Sabía por los fragmentos de la conversación que habría tres enfermeras nocturnas en la unidad de cirugía médica esta noche, Elena incluida, con otras dos de guardia si fuera necesario. Ellas, más los guardias, significaban al menos cinco personas con las que tendría que lidiar, y con un máximo de siete.
A nadie del personal médico le gustaba mucho atenderlo, sabiendo lo que era, así que registraban con muy poca frecuencia. Ahora que Elena había venido y se había ido, Rais sabía que tenía entre sesenta y noventa minutos antes de que ella pudiera regresar.
Su brazo izquierdo estaba sujeto con una correa hospitalaria estándar, lo que los profesionales llaman a veces “cuatro puntos”. Era una suave atadura azul alrededor de la muñeca con una ajustada correa de nylon blanca y abrochada, que estaba firmemente adherida a la barandilla de acero de su cama. Debido a la gravedad de sus crímenes, su muñeca derecha estaba esposada.
El par de guardias de afuera estaban conversando en alemán. Rais escuchó atentamente; el de la izquierda, Luca, parecía estar quejándose de que su esposa estaba engordando. Rais casi se burló; Luca estaba lejos de estar en forma. El otro, un hombre llamado Elías, era más joven y atlético, pero bebía café en dosis que deberían haber sido letales para la mayoría de los humanos. Cada noche, entre los noventa minutos y las dos horas de su turno, Elías llamaba a la guardia nocturna para poder liberarse. Mientras estaba fuera, Elías salía a fumar un cigarrillo, de modo que con el descanso para ir al baño significaba que por lo general estaba fuera entre ocho y once minutos.

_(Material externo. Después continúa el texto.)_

use glam::Vec2;

use crate::api::action::Arrival;
use crate::api::config::CameraConfig;
use crate::core::timer::OneShot;
use crate::core::viewport::ViewTransform;
use crate::extensions::easing::{approach, approach_vec2};

/// Camera lifecycle. Exactly one phase at a time.
#[derive(Debug, Clone, Copy, PartialEq, Eq)]
pub enum CameraPhase {
    /// No pending arrival. May still be easing back to neutral.
    Settled,
    /// Easing toward a flight destination.
    Flying,
    /// Reached the destination; dwelling before the arrival chain runs.
    Arriving,
}

/// Arrival handed back when the hold elapses.
#[derive(Debug)]
pub struct CameraRelease {
    pub epoch: u64,
    pub arrival: Arrival,
}

/// Pan/zoom camera that eases toward a destination and reports arrival.
///
/// The transform zooms around the viewport centre, then pans: see
/// [`ViewTransform`].
pub struct OrbitCamera {
    pan: Vec2,
    zoom: f32,
    target_pan: Vec2,
    target_zoom: f32,
    phase: CameraPhase,
    hold: OneShot,
    pending: Option<(u64, Arrival)>,
    config: CameraConfig,
}

impl OrbitCamera {
    pub fn new(config: &CameraConfig) -> Self {
        Self {
            pan: Vec2::ZERO,
            zoom: 1.0,
            target_pan: Vec2::ZERO,
            target_zoom: 1.0,
            phase: CameraPhase::Settled,
            hold: OneShot::new(),
            pending: None,
            config: config.clone(),
        }
    }

    pub fn pan(&self) -> Vec2 {
        self.pan
    }

    pub fn zoom(&self) -> f32 {
        self.zoom
    }

    pub fn target_pan(&self) -> Vec2 {
        self.target_pan
    }

    pub fn target_zoom(&self) -> f32 {
        self.target_zoom
    }

    pub fn phase(&self) -> CameraPhase {
        self.phase
    }

    /// Flying or arriving.
    pub fn is_busy(&self) -> bool {
        self.phase != CameraPhase::Settled
    }

    /// Zoom within `tolerance` of 1.
    pub fn is_neutral(&self, tolerance: f32) -> bool {
        (self.zoom - 1.0).abs() <= tolerance
    }

    pub fn transform(&self, center: Vec2) -> ViewTransform {
        ViewTransform {
            center,
            pan: self.pan,
            zoom: self.zoom,
        }
    }

    /// Ease toward `pan`/`zoom`; `arrival` runs after settle plus the hold.
    /// Returns any arrival this call superseded.
    pub fn fly_to(&mut self, pan: Vec2, zoom: f32, epoch: u64, arrival: Arrival) -> Option<Arrival> {
        self.hold.cancel();
        self.target_pan = pan;
        self.target_zoom = zoom;
        self.phase = CameraPhase::Flying;
        log::debug!("camera: flying to {:?} x{:.2} (epoch {})", pan, zoom, epoch);
        self.pending.replace((epoch, arrival)).map(|(_, old)| old)
    }

    /// Abandon any flight or hold and head back to neutral.
    /// The pending arrival is returned to the caller and never fires.
    pub fn cancel(&mut self) -> Option<Arrival> {
        self.hold.cancel();
        if self.phase != CameraPhase::Settled {
            log::debug!("camera: {:?} cancelled", self.phase);
        }
        self.phase = CameraPhase::Settled;
        self.target_pan = Vec2::ZERO;
        self.target_zoom = 1.0;
        self.pending.take().map(|(_, arrival)| arrival)
    }

    fn at_target(&self) -> bool {
        let eps = self.config.settle_epsilon_px;
        (self.pan.x - self.target_pan.x).abs() < eps
            && (self.pan.y - self.target_pan.y).abs() < eps
            && (self.zoom - self.target_zoom).abs() < self.config.settle_epsilon_zoom
    }

    /// Advance one frame. Returns the arrival once the hold has elapsed,
    /// provided it still belongs to `current_epoch`.
    pub fn tick(&mut self, now_ms: f64, current_epoch: u64) -> Option<CameraRelease> {
        let k = self.config.smoothing;
        self.pan = approach_vec2(self.pan, self.target_pan, k);
        self.zoom = approach(self.zoom, self.target_zoom, k);

        if self.phase == CameraPhase::Flying && self.at_target() {
            self.phase = CameraPhase::Arriving;
            self.hold.arm(now_ms, self.config.return_delay_ms);
            log::debug!("camera: settled, holding {}ms", self.config.return_delay_ms);
        }

        if self.phase == CameraPhase::Arriving && self.hold.fire(now_ms) {
            self.phase = CameraPhase::Settled;
            self.target_pan = Vec2::ZERO;
            self.target_zoom = 1.0;
            let (epoch, arrival) = self.pending.take()?;
            if epoch != current_epoch {
                log::warn!("camera: dropping stale arrival (epoch {} != {})", epoch, current_epoch);
                return None;
            }
            return Some(CameraRelease { epoch, arrival });
        }
        None
    }
}

#[cfg(test)]
mod tests {
    use super::*;
    use std::cell::Cell;
    use std::rc::Rc;

    fn counter() -> (Rc<Cell<u32>>, Arrival) {
        let hits = Rc::new(Cell::new(0));
        let h = hits.clone();
        (hits, Arrival::callback(move |_| h.set(h.get() + 1)))
    }

    fn run(arrival: Option<CameraRelease>) {
        if let Some(CameraRelease { arrival: Arrival::Callback(f), .. }) = arrival {
            f(&mut crate::api::action::ActionContext::new());
        }
    }

    #[test]
    fn converges_geometrically() {
        let mut cam = OrbitCamera::new(&CameraConfig::default());
        cam.fly_to(Vec2::new(1.0, 1.0), 2.0, 1, Arrival::Nothing);
        for _ in 0..55 {
            cam.tick(0.0, 1);
        }
        assert!((cam.pan() - Vec2::new(1.0, 1.0)).length() < 1e-3 * 1.5);
        assert!((cam.zoom() - 2.0).abs() < 1e-3);
    }

    #[test]
    fn arrival_fires_once_after_hold() {
        let mut cam = OrbitCamera::new(&CameraConfig::default());
        let (hits, arrival) = counter();
        cam.fly_to(Vec2::new(-150.0, 80.0), 1.85, 7, arrival);

        let mut now = 0.0;
        while cam.phase() == CameraPhase::Flying {
            now += 16.0;
            run(cam.tick(now, 7));
            assert!(now < 10_000.0, "camera never settled");
        }
        assert_eq!(cam.phase(), CameraPhase::Arriving);
        assert_eq!(hits.get(), 0, "must wait for the hold");

        let held_at = now;
        while now < held_at + 200.0 {
            now += 16.0;
            run(cam.tick(now, 7));
        }
        assert_eq!(hits.get(), 1);
        assert_eq!(cam.phase(), CameraPhase::Settled);
        assert_eq!(cam.target_zoom(), 1.0);
        assert_eq!(cam.target_pan(), Vec2::ZERO);

        for _ in 0..100 {
            now += 16.0;
            run(cam.tick(now, 7));
        }
        assert_eq!(hits.get(), 1);
    }

    #[test]
    fn cancelled_hold_never_fires() {
        let mut cam = OrbitCamera::new(&CameraConfig { return_delay_ms: 180.0, ..CameraConfig::default() });
        let (hits, arrival) = counter();
        cam.fly_to(Vec2::ZERO, 1.0, 1, arrival);
        run(cam.tick(0.0, 1));
        assert_eq!(cam.phase(), CameraPhase::Arriving);

        let dropped = cam.cancel();
        assert!(dropped.is_some());
        for i in 0..50 {
            run(cam.tick(i as f64 * 16.0, 1));
        }
        assert_eq!(hits.get(), 0);
        assert!(!cam.is_busy());
    }

    #[test]
    fn stale_epoch_is_dropped() {
        let mut cam = OrbitCamera::new(&CameraConfig { return_delay_ms: 0.0, ..CameraConfig::default() });
        let (hits, arrival) = counter();
        cam.fly_to(Vec2::ZERO, 1.0, 1, arrival);
        let release = cam.tick(0.0, 2);
        assert!(release.is_none());
        run(release);
        assert_eq!(hits.get(), 0);
    }

    #[test]
    fn refly_replaces_pending() {
        let mut cam = OrbitCamera::new(&CameraConfig::default());
        cam.fly_to(Vec2::new(10.0, 0.0), 1.5, 1, Arrival::Nothing);
        let old = cam.fly_to(Vec2::new(20.0, 0.0), 1.5, 2, Arrival::Nothing);
        assert!(matches!(old, Some(Arrival::Nothing)));
        assert_eq!(cam.phase(), CameraPhase::Flying);
    }

    #[test]
    fn transform_follows_state() {
        let mut cam = OrbitCamera::new(&CameraConfig { smoothing: 1.0, ..CameraConfig::default() });
        cam.fly_to(Vec2::new(-300.0, 200.0), 1.85, 1, Arrival::Nothing);
        cam.tick(0.0, 1);
        let center = Vec2::new(400.0, 300.0);
        let t = cam.transform(center);
        // The destination (pan + center) is drawn at the screen centre.
        assert!((t.apply(Vec2::new(100.0, 500.0)) - center).length() < 1e-3);
        assert!(!cam.is_neutral(0.02));
    }
}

Rais había pasado las últimas noches contando en silencio los segundos de las ausencias de Elías.
Era una oportunidad muy limitada, pero para la que estaba preparado.

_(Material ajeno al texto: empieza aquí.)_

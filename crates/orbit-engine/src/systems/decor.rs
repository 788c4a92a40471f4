//! Planet decoration: asteroid belts, idle wobble and halo pulse.
//!
//! Belts are generated once per target name and memoized, so revisiting a
//! room continues the same belt where it left off.

use std::collections::HashMap;

use glam::Vec2;
use serde::{Deserialize, Serialize};

use crate::core::rng::Rng;
use crate::renderer::instance::BeltInstance;

/// Shape of an asteroid belt, radii in multiples of the planet radius.
#[derive(Debug, Clone, Copy, PartialEq, Serialize, Deserialize)]
#[serde(default)]
pub struct BeltSpec {
    pub count: usize,
    pub inner: f32,
    pub outer: f32,
    /// Rotation of the belt ellipse in radians.
    pub tilt: f32,
}

impl Default for BeltSpec {
    fn default() -> Self {
        Self {
            count: 120,
            inner: 1.6,
            outer: 2.1,
            tilt: -0.22,
        }
    }
}

#[derive(Debug, Clone, PartialEq)]
pub struct BeltPoint {
    pub angle: f32,
    /// Semi-major axis in pixels.
    pub radius: f32,
    /// Semi-minor axis in pixels.
    pub minor: f32,
    pub size: f32,
    pub shade: f32,
    /// Radians per frame.
    pub speed: f32,
}

#[derive(Debug, Clone, PartialEq)]
pub struct Belt {
    pub tilt: f32,
    pub points: Vec<BeltPoint>,
}

impl Belt {
    const SEED_SALT: u32 = 9137;
    const FLATTEN: f32 = 0.52;

    /// Deterministic belt for a planet of `radius` named with seed `name_seed`.
    pub fn generate(spec: &BeltSpec, radius: f32, name_seed: u32) -> Self {
        let mut rng = Rng::new((name_seed ^ Self::SEED_SALT) as u64);
        let count = spec.count.max(1);
        let points = (0..spec.count)
            .map(|i| {
                let angle = (i as f32 / count as f32) * std::f32::consts::TAU + rng.next_f32() * 0.5;
                let r = radius * rng.range(spec.inner, spec.outer);
                BeltPoint {
                    angle,
                    radius: r,
                    minor: r * Self::FLATTEN,
                    size: rng.range(0.6, 2.0),
                    shade: rng.range(0.6, 1.0),
                    speed: rng.range(0.0006, 0.0012),
                }
            })
            .collect();
        Self { tilt: spec.tilt, points }
    }

    /// Move every point one frame along its orbit.
    pub fn advance(&mut self) {
        for p in &mut self.points {
            p.angle += p.speed;
        }
    }

    /// Append the points around `center` to `out`.
    pub fn write_instances(&self, center: Vec2, out: &mut Vec<BeltInstance>) {
        let rot = Vec2::from_angle(self.tilt);
        out.extend(self.points.iter().map(|p| {
            let local = Vec2::new(p.angle.cos() * p.radius, p.angle.sin() * p.minor);
            let pos = center + rot.rotate(local);
            BeltInstance {
                x: pos.x,
                y: pos.y,
                size: p.size,
                alpha: 0.75 * p.shade,
            }
        }));
    }
}

/// Sum of the name's character codes.
pub fn name_seed(name: &str) -> u32 {
    name.chars().fold(0u32, |acc, c| acc.wrapping_add(c as u32))
}

/// Slow idle wobble so planets never sit perfectly still.
pub fn jitter(name_seed: u32, radius: f32, now_ms: f64) -> Vec2 {
    let t = (now_ms * 0.001) as f32;
    let amp = (radius * 0.08).clamp(1.2, 6.0);
    let seed = name_seed as f32;
    Vec2::new(
        (t * 0.6 + seed * 0.01).cos() * amp,
        (t * 0.7 + seed * 0.02).sin() * amp,
    )
}

/// Halo brightness factor, oscillating in [0.76, 1.0].
pub fn halo_pulse(radius: f32, now_ms: f64) -> f32 {
    0.88 + ((now_ms * 0.001) as f32 + radius * 0.03).sin() * 0.12
}

/// Belts memoized by normalized target name, shared across rooms.
#[derive(Debug, Default)]
pub struct DecorCache {
    belts: HashMap<String, Belt>,
}

impl DecorCache {
    pub fn new() -> Self {
        Self::default()
    }

    /// The belt for `key`, generated on first use.
    pub fn belt(&mut self, key: &str, spec: &BeltSpec, radius: f32, name_seed: u32) -> &mut Belt {
        self.belts
            .entry(key.to_string())
            .or_insert_with(|| Belt::generate(spec, radius, name_seed))
    }

    pub fn len(&self) -> usize {
        self.belts.len()
    }

    pub fn is_empty(&self) -> bool {
        self.belts.is_empty()
    }
}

Buscó bajo sus sábanas el clip afilado y lo sostuvo en la punta de los dedos de su mano izquierda. Luego, con cuidado, la arrojó en un arco sobre su cuerpo. Aterrizó hábilmente en la palma de su mano derecha.
Luego vendría la parte más difícil de su plan. Tiró de su muñeca para que la cadena de las esposas estuviera tensa, y mientras la sostenía de esa manera, torció su mano y metió la punta afilada del clip en el agujero de la cerradura de las esposas alrededor de la barandilla de acero. Era difícil e incómodo, pero ya había escapado antes de las esposas; sabía que el mecanismo de cierre interior estaba diseñado para que una llave universal pudiera abrir casi cualquier par, y conocer el funcionamiento interior de una cerradura significaba simplemente hacer los ajustes correctos para disparar los pines del interior. Pero tenía que mantener la cadena tensa para evitar que el brazalete sonara contra la barandilla y alertara a los guardias.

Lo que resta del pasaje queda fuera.